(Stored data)

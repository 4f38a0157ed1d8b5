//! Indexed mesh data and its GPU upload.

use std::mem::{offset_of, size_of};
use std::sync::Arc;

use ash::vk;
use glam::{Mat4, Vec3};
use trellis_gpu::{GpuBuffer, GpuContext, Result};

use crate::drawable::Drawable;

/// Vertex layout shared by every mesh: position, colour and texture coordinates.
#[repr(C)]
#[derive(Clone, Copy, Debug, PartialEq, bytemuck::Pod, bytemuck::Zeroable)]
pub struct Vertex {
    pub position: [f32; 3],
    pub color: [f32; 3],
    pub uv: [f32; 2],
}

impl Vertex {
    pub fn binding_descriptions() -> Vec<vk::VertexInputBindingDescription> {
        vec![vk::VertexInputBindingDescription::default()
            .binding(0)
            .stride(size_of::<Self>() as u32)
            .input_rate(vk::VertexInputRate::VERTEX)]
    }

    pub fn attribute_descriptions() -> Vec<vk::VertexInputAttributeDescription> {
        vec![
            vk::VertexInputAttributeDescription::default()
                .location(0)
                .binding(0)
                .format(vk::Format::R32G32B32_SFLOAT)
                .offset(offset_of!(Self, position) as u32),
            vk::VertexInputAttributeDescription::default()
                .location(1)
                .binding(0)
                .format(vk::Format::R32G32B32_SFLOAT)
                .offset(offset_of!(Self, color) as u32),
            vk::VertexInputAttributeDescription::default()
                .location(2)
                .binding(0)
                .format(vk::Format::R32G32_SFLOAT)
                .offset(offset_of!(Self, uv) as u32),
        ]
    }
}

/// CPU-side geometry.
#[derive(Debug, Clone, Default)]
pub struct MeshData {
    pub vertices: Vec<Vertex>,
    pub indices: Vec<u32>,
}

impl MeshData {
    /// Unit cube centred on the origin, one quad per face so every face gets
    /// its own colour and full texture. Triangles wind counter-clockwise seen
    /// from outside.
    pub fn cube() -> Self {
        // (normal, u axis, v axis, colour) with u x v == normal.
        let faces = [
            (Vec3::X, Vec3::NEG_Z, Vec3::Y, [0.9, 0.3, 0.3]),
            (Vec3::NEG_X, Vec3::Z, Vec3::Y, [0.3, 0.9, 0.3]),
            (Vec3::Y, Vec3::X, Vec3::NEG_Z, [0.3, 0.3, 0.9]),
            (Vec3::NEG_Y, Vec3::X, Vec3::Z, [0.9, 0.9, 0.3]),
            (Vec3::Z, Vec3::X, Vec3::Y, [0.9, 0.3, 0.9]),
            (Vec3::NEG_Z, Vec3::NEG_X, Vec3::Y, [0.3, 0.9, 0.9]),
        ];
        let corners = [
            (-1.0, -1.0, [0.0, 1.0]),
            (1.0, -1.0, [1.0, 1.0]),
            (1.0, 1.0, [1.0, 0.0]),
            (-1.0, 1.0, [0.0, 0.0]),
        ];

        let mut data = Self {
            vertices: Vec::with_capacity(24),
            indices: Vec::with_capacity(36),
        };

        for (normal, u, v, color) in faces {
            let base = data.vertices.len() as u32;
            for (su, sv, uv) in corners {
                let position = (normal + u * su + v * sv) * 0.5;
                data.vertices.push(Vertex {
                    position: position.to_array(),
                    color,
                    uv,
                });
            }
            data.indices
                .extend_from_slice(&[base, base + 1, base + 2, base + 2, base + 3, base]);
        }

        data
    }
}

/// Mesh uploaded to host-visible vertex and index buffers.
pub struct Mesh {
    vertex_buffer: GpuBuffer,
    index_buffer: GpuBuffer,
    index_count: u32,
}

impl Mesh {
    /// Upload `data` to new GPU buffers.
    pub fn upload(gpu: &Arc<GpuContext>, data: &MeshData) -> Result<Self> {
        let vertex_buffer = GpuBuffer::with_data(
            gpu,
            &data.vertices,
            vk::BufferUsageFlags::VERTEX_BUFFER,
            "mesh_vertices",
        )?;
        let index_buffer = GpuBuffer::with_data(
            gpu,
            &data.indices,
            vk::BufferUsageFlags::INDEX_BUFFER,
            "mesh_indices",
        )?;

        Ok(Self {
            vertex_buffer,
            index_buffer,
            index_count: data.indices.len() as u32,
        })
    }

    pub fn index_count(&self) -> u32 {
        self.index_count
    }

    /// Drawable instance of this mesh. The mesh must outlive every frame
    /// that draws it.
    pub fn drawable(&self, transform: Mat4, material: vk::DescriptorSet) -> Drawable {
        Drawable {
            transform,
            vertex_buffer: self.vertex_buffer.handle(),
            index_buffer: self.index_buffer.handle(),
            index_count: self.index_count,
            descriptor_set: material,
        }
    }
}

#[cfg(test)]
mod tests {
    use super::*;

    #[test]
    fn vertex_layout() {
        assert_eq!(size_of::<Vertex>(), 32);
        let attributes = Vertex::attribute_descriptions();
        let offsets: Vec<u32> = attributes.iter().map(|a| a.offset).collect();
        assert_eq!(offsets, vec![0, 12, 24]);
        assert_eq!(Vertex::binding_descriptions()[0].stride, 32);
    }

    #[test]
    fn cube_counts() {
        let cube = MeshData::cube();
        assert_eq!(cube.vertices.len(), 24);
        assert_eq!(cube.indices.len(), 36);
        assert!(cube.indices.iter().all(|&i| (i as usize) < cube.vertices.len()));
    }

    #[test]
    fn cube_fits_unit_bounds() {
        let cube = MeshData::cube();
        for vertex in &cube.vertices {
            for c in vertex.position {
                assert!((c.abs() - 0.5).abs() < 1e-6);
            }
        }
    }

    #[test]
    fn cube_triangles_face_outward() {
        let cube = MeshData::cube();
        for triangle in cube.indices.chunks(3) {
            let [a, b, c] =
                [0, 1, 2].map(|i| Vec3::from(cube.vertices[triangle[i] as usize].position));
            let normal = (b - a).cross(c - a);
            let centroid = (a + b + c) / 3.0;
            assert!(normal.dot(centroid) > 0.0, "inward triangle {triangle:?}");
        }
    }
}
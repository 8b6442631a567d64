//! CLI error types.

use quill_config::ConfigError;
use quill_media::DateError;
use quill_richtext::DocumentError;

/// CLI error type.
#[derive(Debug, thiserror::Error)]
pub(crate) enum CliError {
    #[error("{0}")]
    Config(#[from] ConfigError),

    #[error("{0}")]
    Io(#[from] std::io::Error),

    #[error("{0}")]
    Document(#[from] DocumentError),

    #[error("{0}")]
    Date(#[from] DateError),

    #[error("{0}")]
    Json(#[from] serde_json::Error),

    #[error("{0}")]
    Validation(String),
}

PROBLEM DESCRIPTION
All the entries are to be reproduced verbatim.

EXERCISE RESPONSE
repository 4f38a0157ed1d8b5
//! Indexed mesh data and its GPU upload.

use std::mem::{offset_of, size_of};
use std::sync::Arc;

use ash::vk;
use glam::{Mat4, Vec3};
use trellis_gpu::{GpuBuffer, GpuContext, Result};

use crate::drawable::Drawable;

/// Vertex layout shared by every mesh: position, colour and texture coordinates.
#[repr(C)]
#[derive(Clone, Copy, Debug, PartialEq, bytemuck::Pod, bytemuck::Zeroable)]
pub struct Vertex {
    pub position: [f32; 3],
    pub color: [f32; 3],
    pub uv: [f32; 2],
}

impl Vertex {
    pub fn binding_descriptions() -> Vec<vk::VertexInputBindingDescription> {
        vec![vk::VertexInputBindingDescription::default()
            .binding(0)
            .stride(size_of::<Self>() as u32)
            .input_rate(vk::VertexInputRate::VERTEX)]
    }

    pub fn attribute_descriptions() -> Vec<vk::VertexInputAttributeDescription> {
        vec![
            vk::VertexInputAttributeDescription::default()
                .location(0)
                .binding(0)
                .format(vk::Format::R32G32B32_SFLOAT)
                .offset(offset_of!(Self, position) as u32),
            vk::VertexInputAttributeDescription::default()
                .location(1)
                .binding(0)
                .format(vk::Format::R32G32B32_SFLOAT)
                .offset(offset_of!(Self, color) as u32),
            vk::VertexInputAttributeDescription::default()
                .location(2)
                .binding(0)
                .format(vk::Format::R32G32_SFLOAT)
                .offset(offset_of!(Self, uv) as u32),
        ]
    }
}

/// CPU-side geometry.
#[derive(Debug, Clone, Default)]
pub struct MeshData {
    pub vertices: Vec<Vertex>,
    pub indices: Vec<u32>,
}

impl MeshData {
    /// Unit cube centred on the origin, one quad per face so every face gets
    /// its own colour and full texture. Triangles wind counter-clockwise seen
    /// from outside.
    pub fn cube() -> Self {
        // (normal, u axis, v axis, colour) with u x v == normal.
        let faces = [
            (Vec3::X, Vec3::NEG_Z, Vec3::Y, [0.9, 0.3, 0.3]),
            (Vec3::NEG_X, Vec3::Z, Vec3::Y, [0.3, 0.9, 0.3]),
            (Vec3::Y, Vec3::X, Vec3::NEG_Z, [0.3, 0.3, 0.9]),
            (Vec3::NEG_Y, Vec3::X, Vec3::Z, [0.9, 0.9, 0.3]),
            (Vec3::Z, Vec3::X, Vec3::Y, [0.9, 0.3, 0.9]),
            (Vec3::NEG_Z, Vec3::NEG_X, Vec3::Y, [0.3, 0.9, 0.9]),
        ];
        let corners = [
            (-1.0, -1.0, [0.0, 1.0]),
            (1.0, -1.0, [1.0, 1.0]),
            (1.0, 1.0, [1.0, 0.0]),
            (-1.0, 1.0, [0.0, 0.0]),
        ];

        let mut data = Self {
            vertices: Vec::with_capacity(24),
            indices: Vec::with_capacity(36),
        };

        for (normal, u, v, color) in faces {
            let base = data.vertices.len() as u32;
            for (su, sv, uv) in corners {
                let position = (normal + u * su + v * sv) * 0.5;
                data.vertices.push(Vertex {
                    position: position.to_array(),
                    color,
                    uv,
                });
            }
            data.indices
                .extend_from_slice(&[base, base + 1, base + 2, base + 2, base + 3, base]);
        }

        data
    }
}

/// Mesh uploaded to host-visible vertex and index buffers.
pub struct Mesh {
    vertex_buffer: GpuBuffer,
    index_buffer: GpuBuffer,
    index_count: u32,
}

impl Mesh {
    /// Upload `data` to new GPU buffers.
    pub fn upload(gpu: &Arc<GpuContext>, data: &MeshData) -> Result<Self> {
        let vertex_buffer = GpuBuffer::with_data(
            gpu,
            &data.vertices,
            vk::BufferUsageFlags::VERTEX_BUFFER,
            "mesh_vertices",
        )?;
        let index_buffer = GpuBuffer::with_data(
            gpu,
            &data.indices,
            vk::BufferUsageFlags::INDEX_BUFFER,
            "mesh_indices",
        )?;

        Ok(Self {
            vertex_buffer,
            index_buffer,
            index_count: data.indices.len() as u32,
        })
    }

    pub fn index_count(&self) -> u32 {
        self.index_count
    }

    /// Drawable instance of this mesh. The mesh must outlive every frame
    /// that draws it.
    pub fn drawable(&self, transform: Mat4, material: vk::DescriptorSet) -> Drawable {
        Drawable {
            transform,
            vertex_buffer: self.vertex_buffer.handle(),
            index_buffer: self.index_buffer.handle(),
            index_count: self.index_count,
            descriptor_set: material,
        }
    }
}

#[cfg(test)]
mod tests {
    use super::*;

    #[test]
    fn vertex_layout() {
        assert_eq!(size_of::<Vertex>(), 32);
        let attributes = Vertex::attribute_descriptions();
        let offsets: Vec<u32> = attributes.iter().map(|a| a.offset).collect();
        assert_eq!(offsets, vec![0, 12, 24]);
        assert_eq!(Vertex::binding_descriptions()[0].stride, 32);
    }

    #[test]
    fn cube_counts() {
        let cube = MeshData::cube();
        assert_eq!(cube.vertices.len(), 24);
        assert_eq!(cube.indices.len(), 36);
        assert!(cube.indices.iter().all(|&i| (i as usize) < cube.vertices.len()));
    }

    #[test]
    fn cube_fits_unit_bounds() {
        let cube = MeshData::cube();
        for vertex in &cube.vertices {
            for c in vertex.position {
                assert!((c.abs() - 0.5).abs() < 1e-6);
            }
        }
    }

    #[test]
    fn cube_triangles_face_outward() {
        let cube = MeshData::cube();
        for triangle in cube.indices.chunks(3) {
            let [a, b, c] =
                [0, 1, 2].map(|i| Vec3::from(cube.vertices[triangle[i] as usize].position));
            let normal = (b - a).cross(c - a);
            let centroid = (a + b + c) / 3.0;
            assert!(normal.dot(centroid) > 0.0, "inward triangle {triangle:?}");
        }
    }
}
repository 8b6442631a567d64
//! CLI error types.

use quill_config::ConfigError;
use quill_media::DateError;
use quill_richtext::DocumentError;

/// CLI error type.
#[derive(Debug, thiserror::Error)]
pub(crate) enum CliError {
    #[error("{0}")]
    Config(#[from] ConfigError),

    #[error("{0}")]
    Io(#[from] std::io::Error),

    #[error("{0}")]
    Document(#[from] DocumentError),

    #[error("{0}")]
    Date(#[from] DateError),

    #[error("{0}")]
    Json(#[from] serde_json::Error),

    #[error("{0}")]
    Validation(String),
}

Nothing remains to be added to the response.